With the departure of Guy Forsyth in 1997, the Spankers began playing more original songs, most written in the roots styles the band had already mastered. By 1999, only Marrs and Wammo remained of the line up that gained popularity in Austin and around Texas. Reconstructing the band under their leadership, Marrs and Wammo began to expand the act's boundaries to include more cross-genre experimentation, more intricate arrangements and vocal harmonies, and, most successfully, more humorous songs, sometimes with pointed social and cultural commentary. Many of their albums from 1999 on have been musically or lyrically thematic. Spanker Madness, primarily country blues music about drug use, is generally pro-marijuana, but several songs examine the negative side of drug use and incisively criticize the War on Drugs. They have also released A Christmas Spanking; Mercurial, an album recorded live using technology and techniques of 1940s vintage; My Favorite Record, an album about their love of music; X-rated EPs; and Mommy Says No!, an album of songs about children and childhood heavily inspired by Shel Silverstein and Maurice Sendak. The Spankers have covered songs by a wide range of artists including Prince, Tom Waits, Bob Dylan, Beastie Boys, The B-52's, Black Flag, Louis Armstrong, Bessie Smith, Harry Nilsson, The Jazz Butcher, The Violent Femmes, George Jones, Nirvana, Nina Simone, Nine Inch Nails, Otis Redding, Screamin' Jay Hawkins and Johnny Cash. They are also known for throwing snatches of familiar songs into cut and paste sections of their own construction to form musical montages.

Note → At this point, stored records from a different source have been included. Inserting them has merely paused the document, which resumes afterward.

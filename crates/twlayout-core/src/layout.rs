//! Aggregate layout: field offsets, sizes and alignments under a packing rule.
//!
//! Fields are placed in declaration order. Each field is aligned to
//! `min(natural, cap)` where the cap comes from the platform profile, and the
//! aggregate's size is padded to a multiple of the largest effective alignment
//! seen. Union members all start at the union's own offset. A union's size is
//! its largest member size and is not rounded up to the union's alignment, so
//! `{int8[3]; uint16}` is 3 bytes where a C compiler would give 4.

use serde::{Deserialize, Serialize};
use twlayout_targets::{PlatformProfile, PrimitiveKind};

use crate::cache::{CacheStats, LayoutCache};
use crate::catalog::Descriptors;
use crate::descriptor::{FieldDescriptor, FieldType, TypeDescriptor};
use crate::error::{LayoutError, Result};

/// Size and natural alignment of a field kind.
#[derive(Debug, Clone, Copy, PartialEq, Eq, Serialize, Deserialize)]
pub struct Shape {
    /// Size in bytes.
    pub size: u64,
    /// Natural alignment in bytes, before the packing cap.
    pub align: u64,
}

/// Placement of one field inside an aggregate.
#[derive(Debug, Clone, PartialEq, Eq, Serialize, Deserialize)]
pub struct FieldLayout {
    pub name: String,
    /// Byte offset from the start of the aggregate.
    pub offset: u64,
    pub size: u64,
    /// Effective alignment (after the packing cap).
    pub align: u64,
    /// Enclosing union, for union members.
    #[serde(default, skip_serializing_if = "Option::is_none")]
    pub parent: Option<String>,
}

/// Computed layout of a composite type.
#[derive(Debug, Clone, PartialEq, Eq, Serialize, Deserialize)]
pub struct Layout {
    pub type_name: String,
    /// Total size including trailing padding.
    pub size: u64,
    /// Largest effective member alignment.
    pub align: u64,
    /// Fields in declaration order. Union members follow their union.
    pub fields: Vec<FieldLayout>,
}

impl Layout {
    /// Look up a field (or union member) by name.
    pub fn field(&self, name: &str) -> Option<&FieldLayout> {
        self.fields.iter().find(|f| f.name == name)
    }

    /// Offset of a field (or union member).
    pub fn offset_of(&self, name: &str) -> Option<u64> {
        self.field(name).map(|f| f.offset)
    }

    /// Fields declared directly on the aggregate, skipping union members.
    pub fn top_level(&self) -> impl Iterator<Item = &FieldLayout> {
        self.fields.iter().filter(|f| f.parent.is_none())
    }

    pub fn shape(&self) -> Shape {
        Shape {
            size: self.size,
            align: self.align,
        }
    }
}

/// Computes layouts for one profile over one descriptor set, memoizing
/// nested results.
pub struct LayoutEngine<'a, D: Descriptors + ?Sized> {
    profile: &'a PlatformProfile,
    descriptors: &'a D,
    cache: LayoutCache,
    /// Descriptors currently being computed, outermost first.
    in_progress: Vec<String>,
}

impl<'a, D: Descriptors + ?Sized> LayoutEngine<'a, D> {
    pub fn new(profile: &'a PlatformProfile, descriptors: &'a D) -> Self {
        Self {
            profile,
            descriptors,
            cache: LayoutCache::new(),
            in_progress: Vec::new(),
        }
    }

    pub fn profile(&self) -> &PlatformProfile {
        self.profile
    }

    /// Layout of a named descriptor.
    pub fn layout_of(&mut self, name: &str) -> Result<Layout> {
        if let Some(layout) = self.cache.lookup(name) {
            return Ok(layout.clone());
        }
        let descriptors: &'a D = self.descriptors;
        let descriptor = descriptors
            .descriptor(name)
            .ok_or_else(|| LayoutError::UnknownType {
                name: name.to_string(),
            })?;
        self.compute(descriptor)
    }

    /// Layout of a descriptor, which need not be part of the descriptor set.
    ///
    /// Only layouts of descriptors from the set are cached, so a foreign
    /// descriptor sharing a name with a set member never shadows it.
    pub fn compute(&mut self, descriptor: &TypeDescriptor) -> Result<Layout> {
        if let Some(pos) = self.in_progress.iter().position(|n| *n == descriptor.name) {
            let mut cycle = self.in_progress[pos..].to_vec();
            cycle.push(descriptor.name.clone());
            return Err(LayoutError::CyclicDescriptor { cycle });
        }

        self.in_progress.push(descriptor.name.clone());
        let result = self.place_fields(descriptor);
        self.in_progress.pop();
        let layout = result?;

        log::debug!(
            "{} laid out: size {} align {} ({} fields)",
            layout.type_name,
            layout.size,
            layout.align,
            layout.fields.len()
        );
        let descriptors: &'a D = self.descriptors;
        if descriptors.descriptor(&descriptor.name) == Some(descriptor) {
            self.cache.store(layout.clone());
        }
        Ok(layout)
    }

    /// Size and natural alignment of a field kind.
    pub fn field_shape(&mut self, type_name: &str, field: &str, ty: &FieldType) -> Result<Shape> {
        match ty {
            FieldType::Primitive(kind) => self.scalar_shape(type_name, field, *kind),
            FieldType::Select(select) => {
                let kind = select.resolve(self.profile.os()).map_err(|detail| {
                    LayoutError::UnresolvedKind {
                        type_name: type_name.to_string(),
                        field: field.to_string(),
                        detail,
                    }
                })?;
                self.scalar_shape(type_name, field, kind)
            }
            FieldType::Array { element, count } => {
                let element = self.field_shape(type_name, field, element)?;
                let size = element.size.checked_mul(u64::from(*count)).ok_or_else(|| {
                    LayoutError::InvalidDescriptor {
                        type_name: type_name.to_string(),
                        detail: format!("field '{field}' overflows"),
                    }
                })?;
                Ok(Shape {
                    size,
                    align: element.align,
                })
            }
            FieldType::Nested(name) => {
                let descriptors: &'a D = self.descriptors;
                if let Some(layout) = self.cache.lookup(name) {
                    return Ok(layout.shape());
                }
                let nested = descriptors.descriptor(name).ok_or_else(|| {
                    LayoutError::UnresolvedKind {
                        type_name: type_name.to_string(),
                        field: field.to_string(),
                        detail: format!("'{name}' is not defined"),
                    }
                })?;
                Ok(self.compute(nested)?.shape())
            }
            FieldType::Union(members) => {
                // Largest member, without trailing padding to `align`.
                let mut size = 0;
                let mut align = 1;
                for m in members {
                    let s = self.field_shape(type_name, &m.name, &m.ty)?;
                    size = size.max(s.size);
                    align = align.max(self.profile.effective_align(s.align));
                }
                Ok(Shape { size, align })
            }
        }
    }

    /// Cache usage so far.
    pub fn cache_stats(&self) -> CacheStats {
        self.cache.statistics()
    }

    fn scalar_shape(&self, type_name: &str, field: &str, kind: PrimitiveKind) -> Result<Shape> {
        let scalar = self
            .profile
            .scalar(kind)
            .ok_or_else(|| LayoutError::UnresolvedKind {
                type_name: type_name.to_string(),
                field: field.to_string(),
                detail: format!("{kind} has no width on {}", self.profile),
            })?;
        Ok(Shape {
            size: scalar.bytes,
            align: scalar.align,
        })
    }

    fn place_fields(&mut self, descriptor: &TypeDescriptor) -> Result<Layout> {
        let mut cursor: u64 = 0;
        let mut max_align: u64 = 1;
        let mut fields = Vec::with_capacity(descriptor.fields.len());

        for field in &descriptor.fields {
            let shape = self.field_shape(&descriptor.name, &field.name, &field.ty)?;
            let align = self.profile.effective_align(shape.align);
            cursor = align_up(cursor, align);
            fields.push(FieldLayout {
                name: field.name.clone(),
                offset: cursor,
                size: shape.size,
                align,
                parent: None,
            });
            if let FieldType::Union(members) = &field.ty {
                self.place_members(&descriptor.name, &field.name, members, cursor, &mut fields)?;
            }
            cursor += shape.size;
            max_align = max_align.max(align);
        }

        Ok(Layout {
            type_name: descriptor.name.clone(),
            size: align_up(cursor, max_align),
            align: max_align,
            fields,
        })
    }

    /// Record every union member at the union's offset, recursively.
    fn place_members(
        &mut self,
        type_name: &str,
        union_name: &str,
        members: &[FieldDescriptor],
        offset: u64,
        out: &mut Vec<FieldLayout>,
    ) -> Result<()> {
        for m in members {
            let shape = self.field_shape(type_name, &m.name, &m.ty)?;
            out.push(FieldLayout {
                name: m.name.clone(),
                offset,
                size: shape.size,
                align: self.profile.effective_align(shape.align),
                parent: Some(union_name.to_string()),
            });
            if let FieldType::Union(inner) = &m.ty {
                self.place_members(type_name, &m.name, inner, offset, out)?;
            }
        }
        Ok(())
    }
}

/// Compute the layout of a single descriptor.
pub fn compute_layout<D: Descriptors + ?Sized>(
    descriptor: &TypeDescriptor,
    descriptors: &D,
    profile: &PlatformProfile,
) -> Result<Layout> {
    LayoutEngine::new(profile, descriptors).compute(descriptor)
}

/// Round `value` up to the next multiple of `align`.
fn align_up(value: u64, align: u64) -> u64 {
    if align == 0 {
        return value;
    }
    value.div_ceil(align) * align
}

In 1999, Marrs and Wammo founded Spanks-a-Lot Records to release their music. Besides giving the group complete creative control, starting their own record label allowed the Spankers to increase the frequency of their releases, avoid the problems they had experienced with their three prior labels and keep a larger share of the profits derived from their recordings. This move was part of a trend amongst musicians allowed by the proliferation of digital recording technology and distribution. Spanks-a-Lot has released two DVDs documenting the group's live show, highlighting its musicianship and continually evolving theatricality.
Their theatricality reached its apex in January 2008 when the group premiered its stage show "What? And Give Up Show Biz?" off-Broadway at the Barrow Street Theatre.
In January 2011, Asylum Street Spankers won The 10th Annual Independent Music Awards in the Gospel category for God's Favorite Band.